A compliment of sorts, I presumed, (yet it mattered not). En route we were to Moriah … to scoop up Lucy.

“YOU DON’T OWN ME!” glared my daughter on the freeway, over familiar music that blared from the dashboard. “I’M NOT JUST ONE OF YOUR MANY TOYS.”

— And on cue I chimed in:


So sing we did. She: from “The First Wives Club”, and I the old Leslie Gore.  Not once, but twice, and three times, and more.

“You sing this; I’ll sing that….we arranged and rearranged, and sang and laughed, and even ad libbed. (OK, just I ad libbed, throwing in lines about Adam the dog she stole from me).

A mellifluous thread it became, which ran through the guts of our weekend— the balance of which was gleefully predictable:

Lucy thrilled when she saw me. “Pappy”, she shried in her classroom …grabbing my hand … introducing me to her teacher … pointing to her picture on the wall.

And Ruby cried when SHE saw me. “Give her time,” Stacy urged, eerily reminiscent of my early-on visits with Lucy.

Adam, the precious bichon I’d rescued from Parma — even Adam rushed to my side, tail wagging!

And then there was Jason. As always, he greeted me with a hug, and a smile from the heart.

Ah, but there’s nothing — absolutely nothing — like Stacy in a zone.

Ordering in for dinner, the question arose. Who, pray tell, would go pick up the food. “I’ll get it!”, volunteered the young mother, “And my father will come with me.” (Of course I would; I’m no fool; we’d practice our song).
So we drove for the sushi … face-timed Rachel, and Amber, and ….
Our weekend flew by. Hip-hop classes with Lucy, a few naps, her birthday party at a gym, more sushi, and always … always … singing that one song. Nothing against Rooney’s voice, really, but clearly Leslie Gore (nee Goldstein) had to be spinning in her grave.
— And questions! Stace loves the game:
“Ask me things,” she requested, as she rested her voice. (Ed. Note– It is a game we play: posing unimportant, hypothetical, improbably scenarios to each other):
“Assuming no Jason, would it be Michael Linsker or Michael Groner”?
“One person on a desert island: Rita Mandel or Susan Lomaz”?
“Who was the one person in high school you had a crush on that didn’t notice you?”

Nonsense, of course, but she answered a few…and when candor didn’t suit her, it was … inevitably: “YOU DON”T OWN ME!”

(Ed Note 2: Not that there weren’t other riveting parts to my visit. I got to watch Bonesy stare at a car seat for hours, endeavoring to put it together. Where’s Dickie Lomaz when you need him? And Saturday, as we rested post-party, I spent ten solid minutes telling fam friend Donna about the wise counsel I got from Snyder lo those many single years I had.

And I got to sing with Stacy … and smile with Stacy … and laugh with Stacy—Endlessly.

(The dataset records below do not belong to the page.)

/*
 *  tracker.rs
 *
 *  ContribMon - GitHub contribution calendar for RGB LED matrices
 *  (c) 2026 the ContribMon authors
 *
 *  Activity tracker - raises "new activity" once per increase of today's count
 *
 *  This program is free software: you can redistribute it and/or modify
 *  it under the terms of the GNU General Public License as published by
 *  the Free Software Foundation, either version 3 of the License, or
 *  (at your option) any later version.
 *
 *  This program is distributed in the hope that it will be useful,
 *  but WITHOUT ANY WARRANTY; without even the implied warranty of
 *  MERCHANTABILITY or FITNESS FOR A PARTICULAR PURPOSE.  See the
 *  GNU General Public License for more details.
 *
 *  See <http://www.gnu.org/licenses/> to get a copy of the GNU General
 *  Public License.
 *
 */

use crate::calendar::PixelGrid;
use crate::error::MatrixError;

/// Today's count as seen by one refresh, before it is recorded
#[derive(Debug, Clone, Copy, PartialEq, Eq)]
pub struct Observation {
    pub count: u32,
    pub increased: bool,
}

/// Remembers the most recent day's count between refresh cycles
#[derive(Debug, Default, Clone, PartialEq, Eq)]
pub struct ActivityTracker {
    last_known_today_count: Option<u32>,
}

impl ActivityTracker {
    pub fn new() -> Self {
        Self::default()
    }

    /// Compare the grid's latest day against the stored count and store the
    /// new one. True only when a previous count exists and the new one is
    /// strictly greater. On error the stored count is left alone.
    pub fn check_for_change(&mut self, grid: &PixelGrid) -> Result<bool, MatrixError> {
        let seen = self.peek(grid)?;
        self.record(seen);
        Ok(seen.increased)
    }

    /// The comparison half of [`check_for_change`](Self::check_for_change),
    /// without storing anything
    pub fn peek(&self, grid: &PixelGrid) -> Result<Observation, MatrixError> {
        let today = grid
            .latest_day()
            .ok_or_else(|| MatrixError::Data("grid has no latest day".to_string()))?;

        Ok(Observation {
            count: today.count,
            increased: matches!(self.last_known_today_count, Some(prev) if today.count > prev),
        })
    }

    pub fn record(&mut self, seen: Observation) {
        if seen.increased {
            log::info!(
                "new activity today: {} -> {}",
                self.last_known_today_count.unwrap_or_default(),
                seen.count
            );
        }
        self.last_known_today_count = Some(seen.count);
    }

    pub fn last_known(&self) -> Option<u32> {
        self.last_known_today_count
    }

    pub fn reset(&mut self) {
        self.last_known_today_count = None;
    }
}

#[cfg(test)]
mod tests {
    use super::*;
    use crate::calendar::ActivityDay;

    fn grid_with_today(count: u32) -> PixelGrid {
        PixelGrid::from_columns(vec![
            vec![ActivityDay::new("2026-10-04", 9, "216e39")],
            vec![
                ActivityDay::new("2026-10-11", 0, "ebedf0"),
                ActivityDay::new("2026-10-12", count, "40c463"),
            ],
        ])
    }

    #[test]
    fn test_first_observation_is_not_new() {
        let mut tracker = ActivityTracker::new();
        assert!(!tracker.check_for_change(&grid_with_today(5)).unwrap());
        assert_eq!(tracker.last_known(), Some(5));
    }

    #[test]
    fn test_increase_fires_exactly_once() {
        let mut tracker = ActivityTracker::new();
        tracker.check_for_change(&grid_with_today(1)).unwrap();

        assert!(tracker.check_for_change(&grid_with_today(3)).unwrap());
        assert!(!tracker.check_for_change(&grid_with_today(3)).unwrap());
        assert_eq!(tracker.last_known(), Some(3));
    }

    #[test]
    fn test_decrease_is_stored_silently() {
        let mut tracker = ActivityTracker::new();
        tracker.check_for_change(&grid_with_today(4)).unwrap();

        // day rolled over
        assert!(!tracker.check_for_change(&grid_with_today(0)).unwrap());
        assert_eq!(tracker.last_known(), Some(0));
        assert!(tracker.check_for_change(&grid_with_today(1)).unwrap());
    }

    #[test]
    fn test_empty_grid_leaves_state_unchanged() {
        let mut tracker = ActivityTracker::new();
        tracker.check_for_change(&grid_with_today(2)).unwrap();

        let empty = PixelGrid::default();
        assert!(matches!(tracker.check_for_change(&empty), Err(MatrixError::Data(_))));

        let empty_last_week = PixelGrid::from_columns(vec![
            vec![ActivityDay::new("2026-10-04", 7, "216e39")],
            vec![],
        ]);
        assert!(tracker.check_for_change(&empty_last_week).is_err());
        assert_eq!(tracker.last_known(), Some(2));
    }

    #[test]
    fn test_peek_stores_nothing() {
        let mut tracker = ActivityTracker::new();
        tracker.check_for_change(&grid_with_today(1)).unwrap();

        let seen = tracker.peek(&grid_with_today(3)).unwrap();
        assert_eq!(seen, Observation { count: 3, increased: true });
        assert_eq!(tracker.last_known(), Some(1));
        // still new until recorded
        assert!(tracker.peek(&grid_with_today(3)).unwrap().increased);

        tracker.record(seen);
        assert_eq!(tracker.last_known(), Some(3));
        assert!(!tracker.peek(&grid_with_today(3)).unwrap().increased);
    }

    #[test]
    fn test_reset_forgets_count() {
        let mut tracker = ActivityTracker::new();
        tracker.check_for_change(&grid_with_today(2)).unwrap();
        tracker.reset();
        assert_eq!(tracker.last_known(), None);
        assert!(!tracker.check_for_change(&grid_with_today(8)).unwrap());
    }
}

Cross-country travels, I oft say, are to see grandkids. “If there weren’t grandchildren I’d slow down.” (Or so I say).

It’s not true; not really.

Last weekend was Stacy: the song in my heart. Mid-January ‘twill be Michael in Vegas. Side-by-side we’ll be sitting, for two days of football.  We’ll talk of his boys, and of Meredith, and we’ll touch other bases.

We’ll bond, smile, laugh and love.

Now:  if I can get him to sing!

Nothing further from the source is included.